### Problem details
When you reach the line with "files missing new" in the data below, begin printing lines exactly, and stop once the line with "--- Watchlist &" has been printed.

### Stored items
┄┄┄┄┄┄┄┄┄┄

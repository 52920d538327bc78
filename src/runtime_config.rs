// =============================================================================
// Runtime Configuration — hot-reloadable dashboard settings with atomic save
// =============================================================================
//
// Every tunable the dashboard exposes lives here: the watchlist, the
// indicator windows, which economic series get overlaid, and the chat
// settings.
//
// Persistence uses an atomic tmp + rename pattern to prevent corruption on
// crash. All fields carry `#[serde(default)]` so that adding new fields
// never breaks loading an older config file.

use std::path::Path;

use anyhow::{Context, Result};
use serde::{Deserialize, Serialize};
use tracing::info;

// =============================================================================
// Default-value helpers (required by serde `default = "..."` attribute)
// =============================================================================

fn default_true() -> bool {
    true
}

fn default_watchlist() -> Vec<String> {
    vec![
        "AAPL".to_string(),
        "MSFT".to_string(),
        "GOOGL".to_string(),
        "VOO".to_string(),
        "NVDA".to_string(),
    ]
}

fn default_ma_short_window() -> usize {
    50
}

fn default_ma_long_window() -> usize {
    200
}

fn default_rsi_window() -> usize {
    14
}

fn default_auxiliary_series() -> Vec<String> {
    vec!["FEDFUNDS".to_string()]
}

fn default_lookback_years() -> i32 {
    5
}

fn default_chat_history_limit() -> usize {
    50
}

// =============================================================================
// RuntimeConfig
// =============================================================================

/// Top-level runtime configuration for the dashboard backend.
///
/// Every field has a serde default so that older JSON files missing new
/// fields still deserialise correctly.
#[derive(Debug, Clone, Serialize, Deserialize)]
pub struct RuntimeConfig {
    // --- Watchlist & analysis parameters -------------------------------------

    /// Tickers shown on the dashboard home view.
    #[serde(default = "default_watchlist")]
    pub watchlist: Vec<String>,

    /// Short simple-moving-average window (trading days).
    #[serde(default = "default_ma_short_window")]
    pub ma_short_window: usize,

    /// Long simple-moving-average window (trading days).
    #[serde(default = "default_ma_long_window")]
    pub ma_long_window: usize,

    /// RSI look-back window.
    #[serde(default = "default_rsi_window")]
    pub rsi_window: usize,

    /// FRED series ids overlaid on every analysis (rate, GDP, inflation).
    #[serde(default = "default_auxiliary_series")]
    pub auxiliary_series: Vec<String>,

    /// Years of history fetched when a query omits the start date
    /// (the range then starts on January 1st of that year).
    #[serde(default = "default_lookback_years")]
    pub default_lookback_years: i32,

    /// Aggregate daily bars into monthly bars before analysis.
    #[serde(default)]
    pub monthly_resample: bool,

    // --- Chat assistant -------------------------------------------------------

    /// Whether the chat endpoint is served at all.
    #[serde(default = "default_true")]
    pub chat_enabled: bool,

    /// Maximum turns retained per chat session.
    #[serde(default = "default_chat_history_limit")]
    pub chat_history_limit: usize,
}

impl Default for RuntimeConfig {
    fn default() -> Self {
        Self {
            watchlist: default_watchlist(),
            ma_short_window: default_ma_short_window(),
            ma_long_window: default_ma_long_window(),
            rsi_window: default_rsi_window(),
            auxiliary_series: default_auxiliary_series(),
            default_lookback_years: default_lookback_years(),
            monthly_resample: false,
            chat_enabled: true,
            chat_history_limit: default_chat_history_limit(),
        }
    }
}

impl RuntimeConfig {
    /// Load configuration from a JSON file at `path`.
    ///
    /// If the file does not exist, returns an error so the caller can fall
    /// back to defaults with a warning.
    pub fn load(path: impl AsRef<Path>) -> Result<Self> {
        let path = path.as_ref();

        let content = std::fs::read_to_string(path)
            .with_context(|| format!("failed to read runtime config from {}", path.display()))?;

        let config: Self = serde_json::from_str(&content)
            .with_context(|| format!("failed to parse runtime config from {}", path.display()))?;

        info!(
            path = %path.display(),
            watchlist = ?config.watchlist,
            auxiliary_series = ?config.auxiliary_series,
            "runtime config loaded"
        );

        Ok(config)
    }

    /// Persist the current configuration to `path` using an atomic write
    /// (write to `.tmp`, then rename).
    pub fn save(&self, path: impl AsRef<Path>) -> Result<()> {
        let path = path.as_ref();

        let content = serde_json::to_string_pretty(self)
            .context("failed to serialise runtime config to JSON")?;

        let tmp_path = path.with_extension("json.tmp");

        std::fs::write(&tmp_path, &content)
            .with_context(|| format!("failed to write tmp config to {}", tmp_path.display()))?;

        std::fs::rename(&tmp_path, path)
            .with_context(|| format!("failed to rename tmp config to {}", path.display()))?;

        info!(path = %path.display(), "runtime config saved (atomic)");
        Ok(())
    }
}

┄┄┄┄┄┄┄┄┄┄

### Output below
/// Every field has a serde default so that older JSON files missing new
/// fields still deserialise correctly.
#[derive(Debug, Clone, Serialize, Deserialize)]
pub struct RuntimeConfig {
    // --- Watchlist & analysis parameters -------------------------------------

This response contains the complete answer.